Poster Presentation

Tuesday, November 6, 2007
9:45 AM - 11:00 AM

Tuesday, November 6, 2007
1:00 PM - 2:15 PM
This presentation is part of : Leadership Posters
Quality-Based Strategic Planning in a New Master's Entry Clinical Nurse Leader Program
Gail Schoen Lemaire, PHD, APRN, BC, Department of Family and Community Health: Psychiatric and Mental Health Nursing, University of Maryland, School of Nursing, Baltimore, MD, USA
Learning Objective #1: describe essential characteristics of anticipated outcomes within a planned quality based strategic approach to continuous quality improvement in a Master’s Entry Clinical Nurse Leader Program.
Learning Objective #2: discuss the application of nine essential elements of quality based strategic planning to continuous quality improvement within an entry-level master’s Clinical Nurse Leader Program.

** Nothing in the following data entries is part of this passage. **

use log::debug;
use nalgebra::{Point3, Vector3};

use super::soft_raster::{rasterize_triangle, world_triangles, OrthoView};
use crate::error::GiError;
use crate::gi::axis::non_degenerate_up;
use crate::gi::voxelizer::SceneObject;

/// Depth of the nearest surface seen from a directional light, covering the
/// whole scene cube.
pub struct ShadowMap {
    view: OrthoView,
    light_direction: Vector3<f32>,
    depth: Vec<f32>,
    bias: f32,
}

impl ShadowMap {
    /// `light_direction` points toward the light.
    pub fn render(
        objects: &[&dyn SceneObject],
        light_direction: &Vector3<f32>,
        scene_scale: f32,
        size: u32,
    ) -> Result<ShadowMap, GiError> {
        if size == 0 {
            return Err(GiError::InvalidParameter {
                name: "shadow map size",
                reason: "must be at least one texel".to_string(),
            });
        }
        let light_direction = light_direction
            .try_normalize(1e-12)
            .ok_or_else(|| GiError::InvalidParameter {
                name: "light direction",
                reason: "zero vector".to_string(),
            })?;

        // bounding sphere of the scene cube
        let radius = scene_scale * 3f32.sqrt();
        let eye = Point3::from(light_direction * radius);
        let view = OrthoView::looking_at(
            &eye,
            &Point3::origin(),
            &non_degenerate_up(&-light_direction),
            radius,
            2.0 * radius,
            size,
        );
        let width = size as usize;
        let mut depth = vec![f32::INFINITY; width * width];
        let mut triangles = 0;
        for object in objects {
            for tri in world_triangles(*object) {
                rasterize_triangle(&view, tri.positions, |f| {
                    let idx = f.col as usize + f.row as usize * width;
                    depth[idx] = depth[idx].min(f.depth);
                });
                triangles += 1;
            }
        }
        debug!("shadow map {size}x{size}: {triangles} triangles");

        Ok(ShadowMap {
            view,
            light_direction,
            depth,
            // two texels keeps lit surfaces from shadowing themselves
            bias: 4.0 * radius / size as f32,
        })
    }

    pub fn light_direction(&self) -> Vector3<f32> {
        self.light_direction
    }

    fn lit(&self, col: i64, row: i64, depth: f32) -> f32 {
        let size = self.view.width as i64;
        if col < 0 || row < 0 || col >= size || row >= size {
            return 1.0;
        }
        if depth - self.bias <= self.depth[(col + row * size) as usize] {
            1.0
        } else {
            0.0
        }
    }

    /// Fraction of a 3x3 texel neighbourhood that sees the light at `p`.
    /// Points the map does not cover count as lit.
    pub fn visibility(&self, p: &Point3<f32>) -> f32 {
        let s = self.view.project(p);
        let col = s.x.floor() as i64;
        let row = s.y.floor() as i64;
        let mut sum = 0.0;
        for dy in -1..=1 {
            for dx in -1..=1 {
                sum += self.lit(col + dx, row + dy, s.z);
            }
        }
        sum / 9.0
    }
}

#[cfg(test)]
mod tests {
    use super::*;
    use crate::gi::material::MaterialSample;
    use crate::object::{cuboid, facing, quad, MeshObject};
    use nalgebra::Matrix4;
    use pretty_assertions::assert_eq;

    fn scene() -> (MeshObject, MeshObject) {
        let floor = MeshObject::new(
            quad(10.0),
            facing(Point3::new(0.0, -5.0, 0.0), Vector3::y()),
            MaterialSample::default(),
        );
        let blocker = MeshObject::new(
            cuboid(Point3::new(0.0, 0.0, 0.0), Vector3::new(4.0, 1.0, 4.0)),
            Matrix4::identity(),
            MaterialSample::default(),
        );
        (floor, blocker)
    }

    #[test]
    fn blocker_casts_a_shadow_straight_down() {
        let (floor, blocker) = scene();
        let objects: [&dyn SceneObject; 2] = [&floor, &blocker];
        let map = ShadowMap::render(&objects, &Vector3::y(), 10.0, 128).unwrap();
        assert_eq!(map.visibility(&Point3::new(0.0, -5.0, 0.0)), 0.0);
        assert_eq!(map.visibility(&Point3::new(7.0, -5.0, 7.0)), 1.0);
        // the top of the blocker is lit
        assert_eq!(map.visibility(&Point3::new(0.0, 0.5, 0.0)), 1.0);
    }

    #[test]
    fn empty_scene_is_fully_lit() {
        let map = ShadowMap::render(&[], &Vector3::new(1.0, 1.0, 0.0), 10.0, 16).unwrap();
        assert_eq!(map.visibility(&Point3::new(3.0, -2.0, 1.0)), 1.0);
        assert_eq!(map.visibility(&Point3::new(300.0, 0.0, 0.0)), 1.0);
    }

    #[test]
    fn degenerate_inputs_are_rejected() {
        assert!(ShadowMap::render(&[], &Vector3::zeros(), 10.0, 16).is_err());
        assert!(ShadowMap::render(&[], &Vector3::y(), 10.0, 0).is_err());
    }
}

Leadership in educational program development requires a strategic approach that is responsive to changes within the health care system and the nursing profession and their impact on program capacity to provide quality, cost-effective nursing education. The University of Maryland School of Nursing (UMSON), as part of the American Association of Colleges of Nursing Clinical Nurse Leader (CNL) project, has developed a master’s entry into nursing program for students with a previous bachelor’s degree in a non-nursing discipline. A continuous quality improvement strategy is being created to deal with the ‘growing pains’ of this new Program and encourage collaboration, teamwork, problem solving, and ongoing process improvement. This quality based strategic planning (QBSP) approach synthesized by Horak (1997) from diverse strategic planning and quality improvement models, will direct activities toward positive outcomes for students, faculty, staff, and community stakeholders (patients and health care agencies). A focused, quality improvement approach can generate effective goal-directed strategies by assuring that planned outcomes meet seven key elements. These elements include durability, improvement over previously identified outcomes, stated direction, flexibility, priority focus, interdependence, and fundamental value relative to Program vision, mission, philosophy, function, goals, and objectives. The QBSP approach is systematic, customer-focused, and consistent with the UMSON school-wide, learner centered strategic plan. The approach uses the clinical and organizational developmental four-phase model that requires continuous and overlapping assessment, planning, implementation, and evaluation. QBSP provides a framework for action that will result in services that will continue to meet or exceed the expectations of students, patients, faculty, administration, and the community. In addition to the model’s four phases, QBSP is based on nine essential elements that guide strategic action. This presentation will describe The CNL Program’s QBSP approach and elaborate on the application of seven key aspects of planned outcomes and the nine critical elements of QBSP.